Goodwill = Consideration transferred - Net assets recognized

What sort of intangible assets are you referring? Internally generated intangible assets are anyway not recognized under IFRS
by Level 2 Member (4.3k points)
I was referring to things like software created to sell, and other things that meet the  "Recognition criteria" mentioned about halfway down the page at https://www.iasplus.com/en/standards/ias/ias38. Are intangibles ever included in Net Assets Recognized? For example, looking at the annual report for Sky (https://corporate.sky.com/documents/annual-report-2016/consolidated-financial-statements.pdf) I see they have 4.7 billion in goodwill, and 4.4 billion in other intangible assets, so they had to come from somewhere.

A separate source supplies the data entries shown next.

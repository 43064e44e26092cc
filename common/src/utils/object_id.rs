//! ObjectId parsing for path and body ids.

use mongodb::bson::oid::ObjectId;

use crate::errors::AppError;

/// Parses a 24-character hex id.
///
/// # Errors
/// Returns `AppError::InvalidId` naming `field` when the value is malformed.
pub fn parse_object_id(field: &str, value: &str) -> Result<ObjectId, AppError> {
    ObjectId::parse_str(value.trim())
        .map_err(|_| AppError::InvalidId(format!("{field} must be a 24-character hex id")))
}
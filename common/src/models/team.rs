//! Team models.

use mongodb::bson::{oid::ObjectId, Document};
use serde::{Deserialize, Serialize};
use utoipa::ToSchema;
use validator::Validate;

use crate::errors::{AppError, AppResult};
use crate::utils::normalize_tags;

/// Collection name.
pub const TEAMS: &str = "teams";

/// Team size used when the creator does not pick one.
pub const DEFAULT_MAX_MEMBERS: u32 = 4;

/// Team as stored in MongoDB.
#[derive(Debug, Clone, Serialize, Deserialize)]
pub struct TeamDocument {
    #[serde(rename = "_id", skip_serializing_if = "Option::is_none")]
    pub id: Option<ObjectId>,
    pub name: String,
    #[serde(default)]
    pub description: String,
    pub owner_id: ObjectId,
    /// Member ids; the owner is always the first entry.
    pub members: Vec<ObjectId>,
    #[serde(default)]
    pub skills_needed: Vec<String>,
    pub max_members: u32,
    pub created_at: String,
    #[serde(default, skip_serializing_if = "Option::is_none")]
    pub updated_at: Option<String>,
}

impl TeamDocument {
    pub fn is_member(&self, user_id: &ObjectId) -> bool {
        self.members.contains(user_id)
    }

    pub fn is_full(&self) -> bool {
        self.members.len() >= self.max_members as usize
    }

    /// Checks that `user_id` may join: not yet a member and a free seat.
    pub fn check_join(&self, user_id: &ObjectId) -> AppResult<()> {
        if self.is_member(user_id) {
            return Err(AppError::Conflict("user is already a member".into()));
        }
        if self.is_full() {
            return Err(AppError::Conflict("team is full".into()));
        }
        Ok(())
    }

    /// Checks that `user_id` may leave. The owner never can.
    pub fn check_leave(&self, user_id: &ObjectId) -> AppResult<()> {
        if self.owner_id == *user_id {
            return Err(AppError::Forbidden("the team owner cannot leave the team".into()));
        }
        if !self.is_member(user_id) {
            return Err(AppError::NotFound("member".into()));
        }
        Ok(())
    }

    /// Checks that the current members fit in a capacity of `max_members`.
    pub fn check_capacity(&self, max_members: u32) -> AppResult<()> {
        if self.members.len() > max_members as usize {
            return Err(AppError::Conflict(format!(
                "team already has {} members",
                self.members.len()
            )));
        }
        Ok(())
    }
}

/// Team for API responses.
#[derive(Debug, Clone, Serialize, Deserialize, ToSchema)]
pub struct TeamItem {
    /// Team ID.
    pub id: String,
    /// Team name.
    pub name: String,
    /// Description.
    pub description: String,
    /// Owner user ID.
    pub owner_id: String,
    /// Member user IDs.
    pub members: Vec<String>,
    /// Skills the team is looking for.
    pub skills_needed: Vec<String>,
    /// Capacity.
    pub max_members: u32,
    /// Creation timestamp (RFC 3339).
    pub created_at: String,
    #[serde(skip_serializing_if = "Option::is_none")]
    pub updated_at: Option<String>,
}

impl From<TeamDocument> for TeamItem {
    fn from(team: TeamDocument) -> Self {
        Self {
            id: team.id.map(|id| id.to_hex()).unwrap_or_default(),
            name: team.name,
            description: team.description,
            owner_id: team.owner_id.to_hex(),
            members: team.members.iter().map(|id| id.to_hex()).collect(),
            skills_needed: team.skills_needed,
            max_members: team.max_members,
            created_at: team.created_at,
            updated_at: team.updated_at,
        }
    }
}

/// Request body for creating a team.
#[derive(Debug, Deserialize, Validate, ToSchema)]
pub struct CreateTeamRequest {
    #[validate(
        length(min = 1, max = 100, message = "Name must be 1-100 characters"),
        custom(function = "crate::utils::not_blank")
    )]
    pub name: String,
    #[validate(length(max = 2000, message = "Description must be at most 2000 characters"))]
    pub description: Option<String>,
    /// Creating user; becomes the first member.
    pub owner_id: String,
    pub skills_needed: Option<Vec<String>>,
    #[validate(range(min = 2, max = 20, message = "Team size must be 2-20"))]
    pub max_members: Option<u32>,
}

impl CreateTeamRequest {
    /// Converts the request into a document owned by `owner_id`.
    pub fn into_document(self, owner_id: ObjectId, created_at: String) -> TeamDocument {
        TeamDocument {
            id: None,
            name: self.name.trim().to_string(),
            description: self.description.unwrap_or_default(),
            owner_id,
            members: vec![owner_id],
            skills_needed: normalize_tags(self.skills_needed.unwrap_or_default()),
            max_members: self.max_members.unwrap_or(DEFAULT_MAX_MEMBERS),
            created_at,
            updated_at: None,
        }
    }
}

/// Partial team update.
#[derive(Debug, Default, Deserialize, Validate, ToSchema)]
pub struct UpdateTeamRequest {
    #[validate(
        length(min = 1, max = 100, message = "Name must be 1-100 characters"),
        custom(function = "crate::utils::not_blank")
    )]
    pub name: Option<String>,
    #[validate(length(max = 2000, message = "Description must be at most 2000 characters"))]
    pub description: Option<String>,
    pub skills_needed: Option<Vec<String>>,
    #[validate(range(min = 2, max = 20, message = "Team size must be 2-20"))]
    pub max_members: Option<u32>,
}

impl UpdateTeamRequest {
    /// Builds the `$set` body, or `None` when nothing was provided.
    pub fn into_set_document(self) -> Option<Document> {
        let mut set = Document::new();
        if let Some(name) = self.name {
            set.insert("name", name.trim());
        }
        if let Some(description) = self.description {
            set.insert("description", description);
        }
        if let Some(skills) = self.skills_needed {
            set.insert("skills_needed", normalize_tags(skills));
        }
        if let Some(max) = self.max_members {
            set.insert("max_members", i64::from(max));
        }
        (!set.is_empty()).then_some(set)
    }
}

/// Body for join/leave.
#[derive(Debug, Deserialize, Validate, ToSchema)]
pub struct MembershipRequest {
    pub user_id: String,
}
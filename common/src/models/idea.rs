//! Idea models.

use mongodb::bson::{doc, oid::ObjectId, Document};
use serde::{Deserialize, Serialize};
use utoipa::{IntoParams, ToSchema};
use validator::Validate;

use crate::utils::normalize_tags;

/// Collection name.
pub const IDEAS: &str = "ideas";

pub const DEFAULT_PAGE_SIZE: u32 = 20;
pub const MAX_PAGE_SIZE: u32 = 100;

/// Idea as stored in MongoDB.
#[derive(Debug, Clone, Serialize, Deserialize)]
pub struct IdeaDocument {
    #[serde(rename = "_id", skip_serializing_if = "Option::is_none")]
    pub id: Option<ObjectId>,
    pub title: String,
    pub description: String,
    #[serde(default)]
    pub tags: Vec<String>,
    pub author_id: ObjectId,
    #[serde(default, skip_serializing_if = "Option::is_none")]
    pub team_id: Option<ObjectId>,
    pub created_at: String,
    #[serde(default, skip_serializing_if = "Option::is_none")]
    pub updated_at: Option<String>,
}

/// Idea for API responses.
#[derive(Debug, Clone, Serialize, Deserialize, ToSchema)]
pub struct IdeaItem {
    pub id: String,
    pub title: String,
    pub description: String,
    pub tags: Vec<String>,
    pub author_id: String,
    #[serde(skip_serializing_if = "Option::is_none")]
    pub team_id: Option<String>,
    pub created_at: String,
    #[serde(skip_serializing_if = "Option::is_none")]
    pub updated_at: Option<String>,
}

impl From<IdeaDocument> for IdeaItem {
    fn from(idea: IdeaDocument) -> Self {
        Self {
            id: idea.id.map(|id| id.to_hex()).unwrap_or_default(),
            title: idea.title,
            description: idea.description,
            tags: idea.tags,
            author_id: idea.author_id.to_hex(),
            team_id: idea.team_id.map(|id| id.to_hex()),
            created_at: idea.created_at,
            updated_at: idea.updated_at,
        }
    }
}

/// Request body for submitting an idea.
#[derive(Debug, Deserialize, Validate, ToSchema)]
pub struct CreateIdeaRequest {
    #[validate(
        length(min = 1, max = 200, message = "Title must be 1-200 characters"),
        custom(function = "crate::utils::not_blank")
    )]
    pub title: String,
    #[validate(
        length(min = 1, max = 5000, message = "Description must be 1-5000 characters"),
        custom(function = "crate::utils::not_blank")
    )]
    pub description: String,
    pub tags: Option<Vec<String>>,
    pub author_id: String,
    /// Team the idea belongs to, if any.
    pub team_id: Option<String>,
}

impl CreateIdeaRequest {
    /// Converts the request into a document with resolved ids.
    pub fn into_document(
        self,
        author_id: ObjectId,
        team_id: Option<ObjectId>,
        created_at: String,
    ) -> IdeaDocument {
        IdeaDocument {
            id: None,
            title: self.title.trim().to_string(),
            description: self.description,
            tags: normalize_tags(self.tags.unwrap_or_default()),
            author_id,
            team_id,
            created_at,
            updated_at: None,
        }
    }
}

/// Partial idea update.
#[derive(Debug, Default, Deserialize, Validate, ToSchema)]
pub struct UpdateIdeaRequest {
    #[validate(
        length(min = 1, max = 200, message = "Title must be 1-200 characters"),
        custom(function = "crate::utils::not_blank")
    )]
    pub title: Option<String>,
    #[validate(
        length(min = 1, max = 5000, message = "Description must be 1-5000 characters"),
        custom(function = "crate::utils::not_blank")
    )]
    pub description: Option<String>,
    pub tags: Option<Vec<String>>,
}

impl UpdateIdeaRequest {
    /// Builds the `$set` body, or `None` when nothing was provided.
    pub fn into_set_document(self) -> Option<Document> {
        let mut set = Document::new();
        if let Some(title) = self.title {
            set.insert("title", title.trim());
        }
        if let Some(description) = self.description {
            set.insert("description", description);
        }
        if let Some(tags) = self.tags {
            set.insert("tags", normalize_tags(tags));
        }
        (!set.is_empty()).then_some(set)
    }
}

/// Query parameters for listing ideas.
#[derive(Debug, Default, Deserialize, IntoParams)]
#[into_params(parameter_in = Query)]
pub struct ListIdeasQuery {
    /// Page number, starting at 1.
    pub page: Option<u32>,
    /// Items per page (max 100).
    pub page_size: Option<u32>,
    /// Only ideas carrying this tag.
    pub tag: Option<String>,
}

impl ListIdeasQuery {
    /// Page number clamped to at least 1.
    pub fn page(&self) -> u32 {
        self.page.unwrap_or(1).max(1)
    }

    /// Page size clamped to `1..=MAX_PAGE_SIZE`.
    pub fn page_size(&self) -> u32 {
        self.page_size
            .unwrap_or(DEFAULT_PAGE_SIZE)
            .clamp(1, MAX_PAGE_SIZE)
    }

    /// Documents to skip for the current page.
    pub fn skip(&self) -> u64 {
        u64::from(self.page() - 1) * u64::from(self.page_size())
    }

    /// MongoDB filter for this query.
    pub fn filter(&self) -> Document {
        match self.tag.as_deref().map(str::trim) {
            Some(tag) if !tag.is_empty() => doc! { "tags": tag.to_lowercase() },
            _ => doc! {},
        }
    }
}
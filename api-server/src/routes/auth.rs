//! 认证路由

use axum::{extract::State, http::StatusCode, routing::post, Json, Router};

use common::errors::AppError;
use common::extract::ValidJson;
use common::models::{LoginRequest, RegisterRequest, UserProfile};
use common::response::ApiResponse;

use crate::service::AuthService;
use crate::state::AppState;
use crate::SERVICE_NAME;

/// Mounted at `/api/auth`.
pub fn router() -> Router<AppState> {
    Router::new()
        .route("/register", post(register))
        .route("/login", post(login))
}

/// 注册新账号
#[utoipa::path(
    post,
    path = "/api/auth/register",
    tag = "auth",
    request_body = RegisterRequest,
    responses(
        (status = 201, description = "账号已创建", body = ApiResponse<UserProfile>),
        (status = 400, description = "参数校验失败"),
        (status = 409, description = "邮箱已注册")
    )
)]
pub async fn register(
    State(state): State<AppState>,
    ValidJson(req): ValidJson<RegisterRequest>,
) -> Result<(StatusCode, Json<ApiResponse<UserProfile>>), AppError> {
    let service = AuthService::new(state.monitor.database()?);
    let data = service.register(req).await?;
    Ok((
        StatusCode::CREATED,
        Json(ApiResponse::ok_with_service(data, SERVICE_NAME)),
    ))
}

/// 登录
#[utoipa::path(
    post,
    path = "/api/auth/login",
    tag = "auth",
    request_body = LoginRequest,
    responses(
        (status = 200, description = "登录成功", body = ApiResponse<UserProfile>),
        (status = 401, description = "邮箱或密码错误")
    )
)]
pub async fn login(
    State(state): State<AppState>,
    ValidJson(req): ValidJson<LoginRequest>,
) -> Result<Json<ApiResponse<UserProfile>>, AppError> {
    let service = AuthService::new(state.monitor.database()?);
    let data = service.login(req).await?;
    Ok(Json(ApiResponse::ok_with_service(data, SERVICE_NAME)))
}
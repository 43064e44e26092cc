//! User account and profile models.

use mongodb::bson::{doc, oid::ObjectId, Document};
use serde::{Deserialize, Serialize};
use utoipa::{IntoParams, ToSchema};
use validator::Validate;

use crate::utils::normalize_tags;

/// Collection name.
pub const USERS: &str = "users";

/// User as stored in MongoDB.
#[derive(Debug, Clone, Serialize, Deserialize)]
pub struct UserDocument {
    #[serde(rename = "_id", skip_serializing_if = "Option::is_none")]
    pub id: Option<ObjectId>,
    pub name: String,
    /// Always stored lower-cased.
    pub email: String,
    pub password_hash: String,
    #[serde(default)]
    pub bio: String,
    #[serde(default)]
    pub skills: Vec<String>,
    #[serde(default, skip_serializing_if = "Option::is_none")]
    pub github: Option<String>,
    #[serde(default, skip_serializing_if = "Option::is_none")]
    pub linkedin: Option<String>,
    pub created_at: String,
    #[serde(default, skip_serializing_if = "Option::is_none")]
    pub updated_at: Option<String>,
}

/// Public view of a user (no password hash).
#[derive(Debug, Clone, Serialize, Deserialize, ToSchema)]
pub struct UserProfile {
    /// User ID (24 hex characters).
    pub id: String,
    /// Display name.
    pub name: String,
    /// Email address.
    pub email: String,
    /// Free-form biography.
    pub bio: String,
    /// Skills the user offers.
    pub skills: Vec<String>,
    /// GitHub profile URL.
    #[serde(skip_serializing_if = "Option::is_none")]
    pub github: Option<String>,
    /// LinkedIn profile URL.
    #[serde(skip_serializing_if = "Option::is_none")]
    pub linkedin: Option<String>,
    /// Creation timestamp (RFC 3339).
    pub created_at: String,
    /// Last profile update (RFC 3339).
    #[serde(skip_serializing_if = "Option::is_none")]
    pub updated_at: Option<String>,
}

impl From<UserDocument> for UserProfile {
    fn from(user: UserDocument) -> Self {
        Self {
            id: user.id.map(|id| id.to_hex()).unwrap_or_default(),
            name: user.name,
            email: user.email,
            bio: user.bio,
            skills: user.skills,
            github: user.github,
            linkedin: user.linkedin,
            created_at: user.created_at,
            updated_at: user.updated_at,
        }
    }
}

/// Request body for account registration.
#[derive(Debug, Deserialize, Validate, ToSchema)]
pub struct RegisterRequest {
    /// Display name.
    #[validate(
        length(min = 1, max = 100, message = "Name must be 1-100 characters"),
        custom(function = "crate::utils::not_blank")
    )]
    pub name: String,
    /// Email address.
    #[validate(email(message = "Email must be a valid address"))]
    pub email: String,
    /// Plain-text password.
    #[validate(length(min = 8, max = 128, message = "Password must be 8-128 characters"))]
    pub password: String,
}

/// Request body for login.
#[derive(Debug, Deserialize, Validate, ToSchema)]
pub struct LoginRequest {
    /// Email address.
    #[validate(length(min = 1, message = "Email is required"))]
    pub email: String,
    /// Plain-text password.
    #[validate(length(min = 1, message = "Password is required"))]
    pub password: String,
}

/// Partial profile update. Only provided fields are written.
#[derive(Debug, Default, Deserialize, Validate, ToSchema)]
pub struct UpdateProfileRequest {
    #[validate(
        length(min = 1, max = 100, message = "Name must be 1-100 characters"),
        custom(function = "crate::utils::not_blank")
    )]
    pub name: Option<String>,
    #[validate(length(max = 2000, message = "Bio must be at most 2000 characters"))]
    pub bio: Option<String>,
    pub skills: Option<Vec<String>>,
    #[validate(url(message = "GitHub must be a URL"))]
    pub github: Option<String>,
    #[validate(url(message = "LinkedIn must be a URL"))]
    pub linkedin: Option<String>,
}

impl UpdateProfileRequest {
    /// Builds the `$set` body, or `None` when nothing was provided.
    pub fn into_set_document(self) -> Option<Document> {
        let mut set = Document::new();
        if let Some(name) = self.name {
            set.insert("name", name.trim());
        }
        if let Some(bio) = self.bio {
            set.insert("bio", bio);
        }
        if let Some(skills) = self.skills {
            set.insert("skills", normalize_tags(skills));
        }
        if let Some(github) = self.github {
            set.insert("github", github);
        }
        if let Some(linkedin) = self.linkedin {
            set.insert("linkedin", linkedin);
        }
        (!set.is_empty()).then_some(set)
    }
}

/// Query parameters for listing users.
#[derive(Debug, Default, Deserialize, IntoParams)]
#[into_params(parameter_in = Query)]
pub struct ListUsersQuery {
    /// Only return users offering this skill.
    pub skill: Option<String>,
}

impl ListUsersQuery {
    /// MongoDB filter for this query.
    pub fn filter(&self) -> Document {
        match self.skill.as_deref().map(str::trim) {
            Some(skill) if !skill.is_empty() => doc! { "skills": skill.to_lowercase() },
            _ => doc! {},
        }
    }
}

#[cfg(test)]
mod tests {
    use super::*;

    #[test]
    fn test_profile_hides_password_hash() {
        let user = UserDocument {
            id: Some(ObjectId::new()),
            name: "Ada".into(),
            email: "ada@example.com".into(),
            password_hash: "$argon2id$secret".into(),
            bio: String::new(),
            skills: vec!["rust".into()],
            github: None,
            linkedin: None,
            created_at: "2026-01-01T00:00:00Z".into(),
            updated_at: None,
        };
        let json = serde_json::to_string(&UserProfile::from(user)).unwrap();
        assert!(!json.contains("argon2"));
        assert!(!json.contains("password"));
    }

    #[test]
    fn test_empty_update_yields_none() {
        assert!(UpdateProfileRequest::default().into_set_document().is_none());
    }

    #[test]
    fn test_update_normalizes_skills() {
        let update = UpdateProfileRequest {
            skills: Some(vec![" rust ".into(), "".into(), "rust".into(), "go".into()]),
            ..Default::default()
        };
        let set = update.into_set_document().unwrap();
        let skills: Vec<&str> = set
            .get_array("skills")
            .unwrap()
            .iter()
            .filter_map(|b| b.as_str())
            .collect();
        assert_eq!(skills, vec!["rust", "go"]);
    }

    #[test]
    fn test_register_validation() {
        let bad = RegisterRequest {
            name: "".into(),
            email: "not-an-email".into(),
            password: "short".into(),
        };
        let errors = bad.validate().unwrap_err();
        let fields = errors.field_errors();
        assert!(fields.contains_key("name"));
        assert!(fields.contains_key("email"));
        assert!(fields.contains_key("password"));
    }

    #[test]
    fn test_blank_name_rejected() {
        let req = RegisterRequest {
            name: "   ".into(),
            email: "ada@example.com".into(),
            password: "long enough".into(),
        };
        let errors = req.validate().unwrap_err();
        assert!(errors.field_errors().contains_key("name"));

        let update = UpdateProfileRequest {
            name: Some(" ".into()),
            ..Default::default()
        };
        assert!(update.validate().is_err());
    }

    #[test]
    fn test_skill_filter() {
        let query = ListUsersQuery {
            skill: Some("rust".into()),
        };
        assert_eq!(query.filter(), doc! { "skills": "rust" });
        assert_eq!(ListUsersQuery::default().filter(), doc! {});
    }
}
//! MongoDB 连接监控
//!
//! `ConnectionMonitor` owns the driver handle and the connectivity state the
//! health endpoint reports. The startup connect is a single attempt run as a
//! background task; failure is logged and leaves the state `disconnected`.
//! Once connected, driver heartbeats keep the state current: it drops to
//! `disconnected` when no server answers and returns to `connected` when
//! one does.

use std::collections::HashSet;
use std::sync::atomic::{AtomicU8, Ordering};
use std::sync::{Arc, Mutex, PoisonError, RwLock, Weak};

use async_trait::async_trait;
use common::errors::{AppError, AppResult};
use common::models::user::USERS;
use mongodb::bson::{doc, Document};
use mongodb::event::sdam::SdamEvent;
use mongodb::event::EventHandler;
use mongodb::options::{ClientOptions, IndexOptions};
use mongodb::{Client, Database, IndexModel};
use tokio::task::JoinHandle;
use tracing::{error, info, warn};

/// Database used when the URI does not name one.
pub const DEFAULT_DATABASE: &str = "hackmate";

/// Label reported for a state code outside the known set.
pub const UNKNOWN_STATE: &str = "unknown";

/// Database link status.
#[derive(Debug, Clone, Copy, PartialEq, Eq)]
#[repr(u8)]
pub enum ConnectivityState {
    Disconnected = 0,
    Connected = 1,
    Connecting = 2,
    Disconnecting = 3,
}

impl ConnectivityState {
    /// All states, in code order.
    pub const ALL: [ConnectivityState; 4] = [
        ConnectivityState::Disconnected,
        ConnectivityState::Connected,
        ConnectivityState::Connecting,
        ConnectivityState::Disconnecting,
    ];

    pub fn from_code(code: u8) -> Option<Self> {
        match code {
            0 => Some(Self::Disconnected),
            1 => Some(Self::Connected),
            2 => Some(Self::Connecting),
            3 => Some(Self::Disconnecting),
            _ => None,
        }
    }

    pub fn code(self) -> u8 {
        self as u8
    }

    pub fn as_str(self) -> &'static str {
        match self {
            Self::Disconnected => "disconnected",
            Self::Connected => "connected",
            Self::Connecting => "connecting",
            Self::Disconnecting => "disconnecting",
        }
    }
}

/// A live driver client and the application database on it.
#[derive(Clone, Debug)]
pub struct MongoHandle {
    pub client: Client,
    pub database: Database,
}

/// Opens the database connection.
#[async_trait]
pub trait Connector: Send + Sync {
    /// Connects to `uri`, resolving once the server has answered. Server
    /// heartbeats seen afterwards are reported to `monitor`.
    async fn connect(&self, uri: &str, monitor: Weak<ConnectionMonitor>) -> AppResult<MongoHandle>;
}

/// Connector backed by the official MongoDB driver.
#[derive(Debug, Default, Clone, Copy)]
pub struct MongoConnector;

#[async_trait]
impl Connector for MongoConnector {
    async fn connect(&self, uri: &str, monitor: Weak<ConnectionMonitor>) -> AppResult<MongoHandle> {
        let mut options = ClientOptions::parse(uri).await?;
        options.sdam_event_handler = Some(heartbeat_handler(monitor));
        let name = options
            .default_database
            .clone()
            .unwrap_or_else(|| DEFAULT_DATABASE.to_string());

        let client = Client::with_options(options)?;
        let database = client.database(&name);

        // The driver connects lazily; ping so "connected" means reachable.
        database.run_command(doc! { "ping": 1 }).await?;

        if let Err(e) = ensure_indexes(&database).await {
            warn!(error = %e, "索引创建失败");
        }

        Ok(MongoHandle { client, database })
    }
}

/// Forwards driver heartbeat outcomes to the monitor.
fn heartbeat_handler(monitor: Weak<ConnectionMonitor>) -> EventHandler<SdamEvent> {
    EventHandler::callback(move |event: SdamEvent| {
        let Some(monitor) = monitor.upgrade() else {
            return;
        };
        match event {
            SdamEvent::ServerHeartbeatSucceeded(e) => {
                monitor.record_heartbeat(&e.server_address.to_string(), true)
            }
            SdamEvent::ServerHeartbeatFailed(e) => {
                monitor.record_heartbeat(&e.server_address.to_string(), false)
            }
            SdamEvent::ServerClosed(e) => {
                monitor.record_heartbeat(&e.address.to_string(), false)
            }
            _ => {}
        }
    })
}

async fn ensure_indexes(database: &Database) -> mongodb::error::Result<()> {
    let email_unique = IndexModel::builder()
        .keys(doc! { "email": 1 })
        .options(IndexOptions::builder().unique(true).build())
        .build();
    database
        .collection::<Document>(USERS)
        .create_index(email_unique)
        .await?;
    Ok(())
}

/// Holds the connectivity state and, once connected, the driver handle.
#[derive(Debug)]
pub struct ConnectionMonitor {
    state: AtomicU8,
    handle: RwLock<Option<MongoHandle>>,
    /// Servers whose last heartbeat succeeded.
    reachable: Mutex<HashSet<String>>,
}

impl Default for ConnectionMonitor {
    fn default() -> Self {
        Self::new()
    }
}

impl ConnectionMonitor {
    /// Creates a monitor in the `disconnected` state.
    pub fn new() -> Self {
        Self {
            state: AtomicU8::new(ConnectivityState::Disconnected.code()),
            handle: RwLock::new(None),
            reachable: Mutex::new(HashSet::new()),
        }
    }

    /// Current state, or `None` for an unmapped code.
    pub fn state(&self) -> Option<ConnectivityState> {
        ConnectivityState::from_code(self.state.load(Ordering::Acquire))
    }

    /// State name as reported by the health endpoint.
    pub fn state_label(&self) -> &'static str {
        self.state().map_or(UNKNOWN_STATE, ConnectivityState::as_str)
    }

    pub fn set_state(&self, state: ConnectivityState) {
        self.state.store(state.code(), Ordering::Release);
    }

    #[cfg(test)]
    pub(crate) fn set_state_code(&self, code: u8) {
        self.state.store(code, Ordering::Release);
    }

    /// Returns the application database.
    ///
    /// # Errors
    /// `AppError::DatabaseUnavailable` unless the state is `connected`.
    pub fn database(&self) -> AppResult<Database> {
        if self.state() != Some(ConnectivityState::Connected) {
            return Err(AppError::DatabaseUnavailable(self.state_label().to_string()));
        }
        self.handle
            .read()
            .unwrap_or_else(PoisonError::into_inner)
            .as_ref()
            .map(|h| h.database.clone())
            .ok_or_else(|| AppError::DatabaseUnavailable(self.state_label().to_string()))
    }

    /// Records one heartbeat outcome for `server`.
    ///
    /// Only a connected or heartbeat-disconnected monitor with a live handle
    /// changes state: `connected` while any server is reachable, otherwise
    /// `disconnected`. Startup and shutdown transitions are left alone.
    pub fn record_heartbeat(&self, server: &str, ok: bool) {
        let mut reachable = self.reachable.lock().unwrap_or_else(PoisonError::into_inner);
        if ok {
            reachable.insert(server.to_string());
        } else {
            reachable.remove(server);
        }

        let has_handle = self
            .handle
            .read()
            .unwrap_or_else(PoisonError::into_inner)
            .is_some();
        if !has_handle {
            return;
        }

        let next = if reachable.is_empty() {
            ConnectivityState::Disconnected
        } else {
            ConnectivityState::Connected
        };
        let current = self.state();
        if current == Some(next)
            || !matches!(
                current,
                Some(ConnectivityState::Connected | ConnectivityState::Disconnected)
            )
        {
            return;
        }

        self.set_state(next);
        if next == ConnectivityState::Connected {
            info!(server, "MongoDB reachable again");
        } else {
            warn!(server, "MongoDB heartbeat failed, no reachable server");
        }
    }

    /// Runs one connect attempt. Errors are logged, never returned.
    pub async fn connect_with(self: &Arc<Self>, connector: &dyn Connector, uri: &str) {
        self.set_state(ConnectivityState::Connecting);
        info!(uri = %redact_uri(uri), "正在连接 MongoDB");

        match connector.connect(uri, Arc::downgrade(self)).await {
            Ok(handle) => {
                *self.handle.write().unwrap_or_else(PoisonError::into_inner) = Some(handle);
                self.set_state(ConnectivityState::Connected);
                info!("MongoDB connected");
            }
            Err(e) => {
                self.set_state(ConnectivityState::Disconnected);
                error!(error = %e, "MongoDB connection error");
            }
        }
    }

    /// Closes the driver client, if any, and ends `disconnected`.
    pub async fn disconnect(&self) {
        let handle = self
            .handle
            .write()
            .unwrap_or_else(PoisonError::into_inner)
            .take();

        if let Some(handle) = handle {
            self.set_state(ConnectivityState::Disconnecting);
            handle.client.shutdown().await;
            info!("MongoDB disconnected");
        }
        self.reachable
            .lock()
            .unwrap_or_else(PoisonError::into_inner)
            .clear();
        self.set_state(ConnectivityState::Disconnected);
    }
}

/// Starts the one-shot connect attempt in the background.
///
/// The state flips to `connecting` before this returns, so a health check
/// issued right after startup never reports a stale `disconnected`.
pub fn spawn_connect(
    monitor: Arc<ConnectionMonitor>,
    connector: Arc<dyn Connector>,
    uri: String,
) -> JoinHandle<()> {
    monitor.set_state(ConnectivityState::Connecting);
    tokio::spawn(async move {
        monitor.connect_with(connector.as_ref(), &uri).await;
    })
}

/// Masks the password in a connection string for logging.
pub fn redact_uri(uri: &str) -> String {
    let Some((scheme, rest)) = uri.split_once("://") else {
        return uri.to_string();
    };
    let authority_end = rest.find('/').unwrap_or(rest.len());
    let Some(at) = rest[..authority_end].rfind('@') else {
        return uri.to_string();
    };
    let user = rest[..at].split(':').next().unwrap_or_default();
    format!("{scheme}://{user}:***{}", &rest[at..])
}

Looking at the IAS 38 link I referred to above, I see the following: "An expenditure (included in the cost of acquisition) on an intangible item that does not meet both the definition of and recognition criteria for an intangible asset should form part of the amount attributed to the goodwill recognised at the acquisition date." So if I  understand that correctly, I guess that answers my original question; not all intangibles are converted to goodwill in an acquisition. Though from your comments regarding internally generated intangible assets, I am now wondering if intangibles are indeed *only* created upon acquisition?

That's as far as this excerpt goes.